### Task to complete
What is the number of lines in the entries that contain "author"? Reply with that number only.

(Collected data entries)
*** Begin section ***

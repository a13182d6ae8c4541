use serde_json::{json, Value};

fn error_response(description: &str) -> Value {
    json!({
        "description": description,
        "content": {
            "application/json": {
                "schema": { "$ref": "#/components/schemas/ErrorResponse" }
            }
        }
    })
}

fn json_response(description: &str, schema: Value) -> Value {
    json!({
        "description": description,
        "content": { "application/json": { "schema": schema } }
    })
}

fn json_body(schema: Value) -> Value {
    json!({
        "required": true,
        "content": { "application/json": { "schema": schema } }
    })
}

fn id_param(name: &str) -> Value {
    json!({
        "name": name,
        "in": "path",
        "required": true,
        "schema": { "type": "integer", "format": "int64" }
    })
}

fn book_ref() -> Value {
    json!({ "$ref": "#/components/schemas/Book" })
}

fn book_list() -> Value {
    json!({ "type": "array", "items": book_ref() })
}

/// OpenAPI paths and schemas for the library module, relative to its prefix.
pub fn fragment() -> Value {
    json!({
        "paths": {
            "/health": {
                "get": {
                    "summary": "Library module health check",
                    "tags": ["Library"],
                    "responses": {
                        "200": {
                            "description": "OK",
                            "content": { "text/plain": { "schema": { "type": "string" } } }
                        }
                    }
                }
            },
            "/borrowers": {
                "post": {
                    "summary": "Register a borrower",
                    "tags": ["Borrowers"],
                    "requestBody": json_body(json!({ "$ref": "#/components/schemas/NewBorrower" })),
                    "responses": {
                        "200": json_response(
                            "Registered borrower",
                            json!({ "$ref": "#/components/schemas/Borrower" })
                        ),
                        "400": error_response("Blank name or malformed email"),
                        "409": error_response("Email already registered")
                    }
                }
            },
            "/books": {
                "get": {
                    "summary": "List all books",
                    "tags": ["Books"],
                    "responses": {
                        "200": json_response("All books", book_list()),
                        "500": error_response("Internal server error")
                    }
                },
                "post": {
                    "summary": "Register a book",
                    "tags": ["Books"],
                    "requestBody": json_body(json!({ "$ref": "#/components/schemas/NewBook" })),
                    "responses": {
                        "200": json_response("Registered book", book_ref()),
                        "400": error_response("A required field is blank")
                    }
                }
            },
            "/books/bulk": {
                "post": {
                    "summary": "Register several books atomically",
                    "tags": ["Books"],
                    "requestBody": json_body(json!({
                        "type": "array",
                        "items": { "$ref": "#/components/schemas/NewBook" }
                    })),
                    "responses": {
                        "200": json_response("Registered books, in request order", book_list()),
                        "400": error_response("At least one book is invalid; nothing was stored")
                    }
                }
            },
            "/borrow/{book_id}/borrower/{borrower_id}": {
                "post": {
                    "summary": "Lend a book to a borrower",
                    "tags": ["Lending"],
                    "parameters": [id_param("book_id"), id_param("borrower_id")],
                    "responses": {
                        "200": json_response("Book now borrowed", book_ref()),
                        "404": error_response("Book or borrower not found"),
                        "409": error_response("Book already borrowed")
                    }
                }
            },
            "/return/{book_id}": {
                "post": {
                    "summary": "Return a borrowed book",
                    "tags": ["Lending"],
                    "parameters": [id_param("book_id")],
                    "responses": {
                        "200": json_response("Book available again", book_ref()),
                        "404": error_response("Book not found"),
                        "409": error_response("Book has not been borrowed")
                    }
                }
            }
        },
        "components": {
            "schemas": {
                "Borrower": {
                    "type": "object",
                    "properties": {
                        "id": { "type": "integer", "format": "int64" },
                        "name": { "type": "string" },
                        "email": { "type": "string", "format": "email" }
                    },
                    "required": ["id", "name", "email"]
                },
                "NewBorrower": {
                    "type": "object",
                    "properties": {
                        "name": { "type": "string" },
                        "email": { "type": "string", "format": "email" }
                    },
                    "required": ["name", "email"]
                },
                "Book": {
                    "type": "object",
                    "properties": {
                        "id": { "type": "integer", "format": "int64" },
                        "isbn": { "type": "string" },
                        "title": { "type": "string" },
                        "author": { "type": "string" },
                        "borrowed": { "type": "boolean" },
                        "borrower": {
                            "oneOf": [
                                { "type": "null" },
                                { "$ref": "#/components/schemas/Borrower" }
                            ]
                        }
                    },
                    "required": ["id", "isbn", "title", "author", "borrowed", "borrower"]
                },
                "NewBook": {
                    "type": "object",
                    "properties": {
                        "isbn": { "type": "string" },
                        "title": { "type": "string" },
                        "author": { "type": "string" }
                    },
                    "required": ["isbn", "title", "author"]
                }
            }
        }
    })
}

#[cfg(test)]
mod tests {
    use super::*;

    #[test]
    fn every_route_is_documented() {
        let spec = fragment();
        let paths = spec["paths"].as_object().unwrap();
        for path in [
            "/health",
            "/borrowers",
            "/books",
            "/books/bulk",
            "/borrow/{book_id}/borrower/{borrower_id}",
            "/return/{book_id}",
        ] {
            assert!(paths.contains_key(path), "{path} missing from OpenAPI fragment");
        }
        assert!(spec["components"]["schemas"]["Book"].is_object());
    }
}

*** End section ***

### Answer to the problem
4